Problem description:
Starting with the line that contains "entry.severity == severity)" and ending with the final line of the data below, print those lines exactly and nothing else.

Records supplied Start Marker

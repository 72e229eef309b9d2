use serde::{Deserialize, Serialize};

use crate::catalog::Severity;

/// How many error kinds `top_errors` reports.
pub const TOP_ERROR_KINDS: usize = 5;

#[derive(Debug, Clone, PartialEq, Eq, Serialize, Deserialize)]
pub struct ErrorTypeCount {
    pub error_type: String,
    pub count: u64,
}

#[derive(Debug, Clone, PartialEq, Eq, Serialize, Deserialize)]
pub struct SeverityCount {
    pub severity: Severity,
    pub count: u64,
}

/// Aggregates computed on demand from the occurrence table.
#[derive(Debug, Clone, Default, PartialEq, Eq, Serialize, Deserialize)]
pub struct AggregateStats {
    pub total_logs: u64,
    pub today_count: u64,
    pub top_errors: Vec<ErrorTypeCount>,
    pub by_severity: Vec<SeverityCount>,
}

impl AggregateStats {
    pub fn severity_count(&self, severity: Severity) -> u64 {
        self.by_severity
            .iter()
            .find(|entry| entry.severity == severity)
            .map(|entry| entry.count)
            .unwrap_or(0)
    }
}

Records supplied End Marker

Exercise response:
            .find(|entry| entry.severity == severity)
            .map(|entry| entry.count)
            .unwrap_or(0)
    }
}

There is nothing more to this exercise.